***** Entries supplied

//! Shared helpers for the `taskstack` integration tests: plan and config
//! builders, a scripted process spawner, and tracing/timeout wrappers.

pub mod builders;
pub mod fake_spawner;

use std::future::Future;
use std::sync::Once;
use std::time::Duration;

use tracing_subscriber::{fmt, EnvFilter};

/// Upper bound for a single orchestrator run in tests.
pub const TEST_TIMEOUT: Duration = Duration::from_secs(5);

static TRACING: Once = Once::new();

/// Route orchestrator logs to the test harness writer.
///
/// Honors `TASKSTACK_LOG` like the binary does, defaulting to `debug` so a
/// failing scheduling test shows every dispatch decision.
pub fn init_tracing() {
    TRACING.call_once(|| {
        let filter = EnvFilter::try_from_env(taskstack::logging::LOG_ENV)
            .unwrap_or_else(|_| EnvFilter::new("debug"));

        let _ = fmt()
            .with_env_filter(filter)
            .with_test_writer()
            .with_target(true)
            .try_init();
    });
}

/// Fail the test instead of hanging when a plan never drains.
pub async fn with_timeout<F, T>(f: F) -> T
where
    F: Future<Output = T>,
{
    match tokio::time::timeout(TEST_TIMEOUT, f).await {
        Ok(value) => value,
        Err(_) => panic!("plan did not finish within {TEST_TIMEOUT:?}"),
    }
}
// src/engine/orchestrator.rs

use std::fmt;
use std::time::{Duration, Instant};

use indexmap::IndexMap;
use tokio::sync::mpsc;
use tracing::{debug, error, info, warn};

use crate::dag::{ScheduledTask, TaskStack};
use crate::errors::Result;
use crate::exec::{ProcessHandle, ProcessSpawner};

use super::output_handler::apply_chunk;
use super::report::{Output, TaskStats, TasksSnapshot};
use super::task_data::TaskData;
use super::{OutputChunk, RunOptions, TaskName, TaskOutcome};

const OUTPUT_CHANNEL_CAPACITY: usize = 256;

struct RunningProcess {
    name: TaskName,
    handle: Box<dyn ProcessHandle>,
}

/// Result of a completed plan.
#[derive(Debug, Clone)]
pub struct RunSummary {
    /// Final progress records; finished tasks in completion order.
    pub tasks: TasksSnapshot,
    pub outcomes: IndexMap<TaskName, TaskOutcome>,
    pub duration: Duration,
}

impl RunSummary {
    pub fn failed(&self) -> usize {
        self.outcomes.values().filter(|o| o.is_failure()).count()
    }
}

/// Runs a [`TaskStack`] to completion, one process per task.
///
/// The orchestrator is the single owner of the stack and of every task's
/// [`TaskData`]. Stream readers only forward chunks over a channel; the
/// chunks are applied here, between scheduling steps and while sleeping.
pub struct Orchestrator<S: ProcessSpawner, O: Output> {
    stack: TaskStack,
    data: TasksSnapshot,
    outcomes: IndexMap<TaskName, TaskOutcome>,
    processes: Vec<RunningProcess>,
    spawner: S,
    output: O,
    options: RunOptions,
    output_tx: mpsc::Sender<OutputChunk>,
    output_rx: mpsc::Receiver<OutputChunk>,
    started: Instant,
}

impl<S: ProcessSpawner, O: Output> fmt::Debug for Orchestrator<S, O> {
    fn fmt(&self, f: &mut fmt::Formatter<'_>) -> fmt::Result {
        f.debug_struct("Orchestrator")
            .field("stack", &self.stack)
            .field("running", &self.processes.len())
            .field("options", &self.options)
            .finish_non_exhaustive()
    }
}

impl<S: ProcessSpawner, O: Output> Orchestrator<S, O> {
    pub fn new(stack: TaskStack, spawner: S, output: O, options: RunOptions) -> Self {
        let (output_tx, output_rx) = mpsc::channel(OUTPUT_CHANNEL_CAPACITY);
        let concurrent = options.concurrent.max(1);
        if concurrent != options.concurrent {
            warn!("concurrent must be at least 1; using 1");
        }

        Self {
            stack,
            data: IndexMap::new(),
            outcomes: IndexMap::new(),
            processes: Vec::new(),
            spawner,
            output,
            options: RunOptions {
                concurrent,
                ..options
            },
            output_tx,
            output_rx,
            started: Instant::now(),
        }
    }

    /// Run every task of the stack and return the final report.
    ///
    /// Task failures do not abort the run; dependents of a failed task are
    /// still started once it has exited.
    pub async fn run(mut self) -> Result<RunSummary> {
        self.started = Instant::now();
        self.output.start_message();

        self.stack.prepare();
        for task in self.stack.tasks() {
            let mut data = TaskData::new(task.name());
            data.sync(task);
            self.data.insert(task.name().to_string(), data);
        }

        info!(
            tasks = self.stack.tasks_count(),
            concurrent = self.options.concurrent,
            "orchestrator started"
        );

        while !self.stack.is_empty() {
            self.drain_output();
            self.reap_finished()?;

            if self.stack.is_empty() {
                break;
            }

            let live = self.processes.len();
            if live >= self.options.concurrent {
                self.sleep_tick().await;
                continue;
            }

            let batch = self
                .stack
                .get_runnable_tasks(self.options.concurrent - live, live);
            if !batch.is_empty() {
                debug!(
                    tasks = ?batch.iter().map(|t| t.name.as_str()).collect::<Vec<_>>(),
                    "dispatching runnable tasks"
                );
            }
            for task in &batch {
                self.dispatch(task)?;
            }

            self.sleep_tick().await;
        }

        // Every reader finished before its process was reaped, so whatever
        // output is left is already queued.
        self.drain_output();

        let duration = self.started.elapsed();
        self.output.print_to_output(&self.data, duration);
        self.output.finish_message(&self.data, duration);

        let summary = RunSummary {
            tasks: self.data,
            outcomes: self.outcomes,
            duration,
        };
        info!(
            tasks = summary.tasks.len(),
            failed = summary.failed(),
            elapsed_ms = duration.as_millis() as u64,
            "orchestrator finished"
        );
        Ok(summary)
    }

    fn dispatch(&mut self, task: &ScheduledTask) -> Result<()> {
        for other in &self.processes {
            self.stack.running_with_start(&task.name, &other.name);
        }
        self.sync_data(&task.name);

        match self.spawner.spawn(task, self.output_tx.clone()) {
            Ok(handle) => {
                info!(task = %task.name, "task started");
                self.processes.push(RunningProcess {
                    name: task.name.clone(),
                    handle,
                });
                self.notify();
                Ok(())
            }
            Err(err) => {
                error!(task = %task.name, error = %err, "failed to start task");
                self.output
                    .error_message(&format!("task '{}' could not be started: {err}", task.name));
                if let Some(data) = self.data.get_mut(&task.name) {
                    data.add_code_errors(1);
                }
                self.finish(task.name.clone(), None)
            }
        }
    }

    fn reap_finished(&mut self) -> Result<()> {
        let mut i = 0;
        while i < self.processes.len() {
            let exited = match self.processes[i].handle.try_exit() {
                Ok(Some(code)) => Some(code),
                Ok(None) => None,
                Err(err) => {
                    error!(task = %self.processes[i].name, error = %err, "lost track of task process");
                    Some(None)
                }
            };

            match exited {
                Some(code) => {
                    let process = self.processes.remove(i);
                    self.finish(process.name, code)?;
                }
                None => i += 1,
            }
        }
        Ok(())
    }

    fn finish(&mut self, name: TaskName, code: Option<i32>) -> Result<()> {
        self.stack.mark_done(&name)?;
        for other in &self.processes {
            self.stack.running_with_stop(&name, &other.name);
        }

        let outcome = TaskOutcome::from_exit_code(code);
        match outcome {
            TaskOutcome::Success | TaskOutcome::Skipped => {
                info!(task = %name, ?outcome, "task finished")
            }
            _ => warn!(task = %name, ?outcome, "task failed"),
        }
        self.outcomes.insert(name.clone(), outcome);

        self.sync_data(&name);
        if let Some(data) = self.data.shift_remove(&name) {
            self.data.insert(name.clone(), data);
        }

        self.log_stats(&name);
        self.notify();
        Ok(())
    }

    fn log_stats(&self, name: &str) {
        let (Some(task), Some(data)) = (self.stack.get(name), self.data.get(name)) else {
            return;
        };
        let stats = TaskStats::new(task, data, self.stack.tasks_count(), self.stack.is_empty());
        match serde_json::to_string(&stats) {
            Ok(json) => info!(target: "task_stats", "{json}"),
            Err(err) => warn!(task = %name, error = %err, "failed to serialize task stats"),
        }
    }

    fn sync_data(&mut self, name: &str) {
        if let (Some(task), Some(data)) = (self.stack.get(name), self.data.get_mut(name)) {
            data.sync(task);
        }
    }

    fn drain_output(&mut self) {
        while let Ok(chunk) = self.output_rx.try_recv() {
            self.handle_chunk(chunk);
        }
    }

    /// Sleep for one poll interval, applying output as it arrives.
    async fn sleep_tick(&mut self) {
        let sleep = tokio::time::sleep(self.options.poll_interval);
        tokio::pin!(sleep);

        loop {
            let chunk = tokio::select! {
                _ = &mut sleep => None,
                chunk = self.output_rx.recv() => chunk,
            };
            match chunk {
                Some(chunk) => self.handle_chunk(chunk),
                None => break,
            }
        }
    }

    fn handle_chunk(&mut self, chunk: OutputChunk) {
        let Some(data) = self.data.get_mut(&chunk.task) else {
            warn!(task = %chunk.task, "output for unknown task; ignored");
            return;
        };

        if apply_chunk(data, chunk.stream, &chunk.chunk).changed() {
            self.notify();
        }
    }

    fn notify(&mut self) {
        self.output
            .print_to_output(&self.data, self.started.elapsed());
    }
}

**********
***** Entries supplied

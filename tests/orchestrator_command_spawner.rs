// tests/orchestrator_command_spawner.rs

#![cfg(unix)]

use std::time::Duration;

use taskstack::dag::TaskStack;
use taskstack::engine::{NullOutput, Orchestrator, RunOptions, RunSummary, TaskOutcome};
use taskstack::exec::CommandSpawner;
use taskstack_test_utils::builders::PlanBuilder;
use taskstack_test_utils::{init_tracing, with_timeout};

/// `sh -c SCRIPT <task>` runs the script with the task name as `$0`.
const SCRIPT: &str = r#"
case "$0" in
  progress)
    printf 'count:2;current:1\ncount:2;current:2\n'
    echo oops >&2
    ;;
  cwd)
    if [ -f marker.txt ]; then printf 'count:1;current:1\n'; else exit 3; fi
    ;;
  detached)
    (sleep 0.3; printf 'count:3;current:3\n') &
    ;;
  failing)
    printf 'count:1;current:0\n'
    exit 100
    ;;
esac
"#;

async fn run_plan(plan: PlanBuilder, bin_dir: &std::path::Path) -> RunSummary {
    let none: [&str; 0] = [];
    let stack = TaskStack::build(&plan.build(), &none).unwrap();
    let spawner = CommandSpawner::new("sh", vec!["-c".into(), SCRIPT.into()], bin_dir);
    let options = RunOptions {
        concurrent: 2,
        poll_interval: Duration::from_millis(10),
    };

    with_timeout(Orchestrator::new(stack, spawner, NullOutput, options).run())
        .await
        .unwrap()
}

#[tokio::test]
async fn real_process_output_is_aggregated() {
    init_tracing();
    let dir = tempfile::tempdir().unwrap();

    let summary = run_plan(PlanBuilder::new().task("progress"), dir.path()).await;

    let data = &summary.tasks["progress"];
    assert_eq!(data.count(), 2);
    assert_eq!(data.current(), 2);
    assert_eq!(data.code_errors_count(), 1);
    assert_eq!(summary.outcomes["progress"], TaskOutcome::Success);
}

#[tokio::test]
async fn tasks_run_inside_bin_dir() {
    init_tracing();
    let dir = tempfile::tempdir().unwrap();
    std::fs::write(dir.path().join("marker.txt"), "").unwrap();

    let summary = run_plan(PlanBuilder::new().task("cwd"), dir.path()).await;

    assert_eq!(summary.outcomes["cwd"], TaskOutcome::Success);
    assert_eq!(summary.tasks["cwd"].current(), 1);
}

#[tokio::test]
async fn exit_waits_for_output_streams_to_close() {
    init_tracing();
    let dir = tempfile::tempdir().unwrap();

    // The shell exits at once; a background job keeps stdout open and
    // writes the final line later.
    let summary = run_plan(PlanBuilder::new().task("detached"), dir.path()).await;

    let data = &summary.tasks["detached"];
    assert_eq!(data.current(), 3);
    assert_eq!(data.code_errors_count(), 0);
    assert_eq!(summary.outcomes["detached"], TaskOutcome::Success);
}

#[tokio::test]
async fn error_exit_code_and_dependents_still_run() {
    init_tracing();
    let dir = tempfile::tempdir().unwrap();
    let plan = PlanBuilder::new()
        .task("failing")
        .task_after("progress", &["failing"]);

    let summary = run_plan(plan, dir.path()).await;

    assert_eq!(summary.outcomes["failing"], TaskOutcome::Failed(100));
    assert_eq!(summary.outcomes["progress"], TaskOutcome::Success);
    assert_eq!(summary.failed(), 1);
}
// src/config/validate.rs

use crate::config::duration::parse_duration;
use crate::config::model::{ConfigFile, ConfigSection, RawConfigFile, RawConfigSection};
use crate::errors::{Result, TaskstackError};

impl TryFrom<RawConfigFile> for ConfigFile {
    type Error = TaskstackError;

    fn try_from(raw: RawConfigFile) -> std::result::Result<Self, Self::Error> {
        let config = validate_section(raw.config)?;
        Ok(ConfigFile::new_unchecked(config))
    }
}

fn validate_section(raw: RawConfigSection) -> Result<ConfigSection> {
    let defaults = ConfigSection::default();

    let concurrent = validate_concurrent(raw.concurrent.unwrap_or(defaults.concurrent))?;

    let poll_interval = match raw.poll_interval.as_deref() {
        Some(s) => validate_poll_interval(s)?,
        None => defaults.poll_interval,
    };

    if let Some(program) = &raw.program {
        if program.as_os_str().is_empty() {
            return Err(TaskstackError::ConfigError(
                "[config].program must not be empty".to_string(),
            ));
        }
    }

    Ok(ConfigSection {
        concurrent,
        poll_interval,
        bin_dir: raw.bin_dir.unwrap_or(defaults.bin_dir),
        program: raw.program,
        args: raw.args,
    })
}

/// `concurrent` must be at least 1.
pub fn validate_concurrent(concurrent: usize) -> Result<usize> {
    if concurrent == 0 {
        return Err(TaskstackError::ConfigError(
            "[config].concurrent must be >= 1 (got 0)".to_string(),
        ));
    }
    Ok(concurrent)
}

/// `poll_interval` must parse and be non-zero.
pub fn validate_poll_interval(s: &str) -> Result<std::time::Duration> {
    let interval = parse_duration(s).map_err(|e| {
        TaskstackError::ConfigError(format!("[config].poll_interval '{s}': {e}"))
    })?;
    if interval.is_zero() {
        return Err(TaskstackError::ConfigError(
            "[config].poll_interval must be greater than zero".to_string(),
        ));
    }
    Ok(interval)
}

**********

Copy each line above that contains the word "batch".

            let batch = self
            if !batch.is_empty() {
                    tasks = ?batch.iter().map(|t| t.name.as_str()).collect::<Vec<_>>(),
            for task in &batch {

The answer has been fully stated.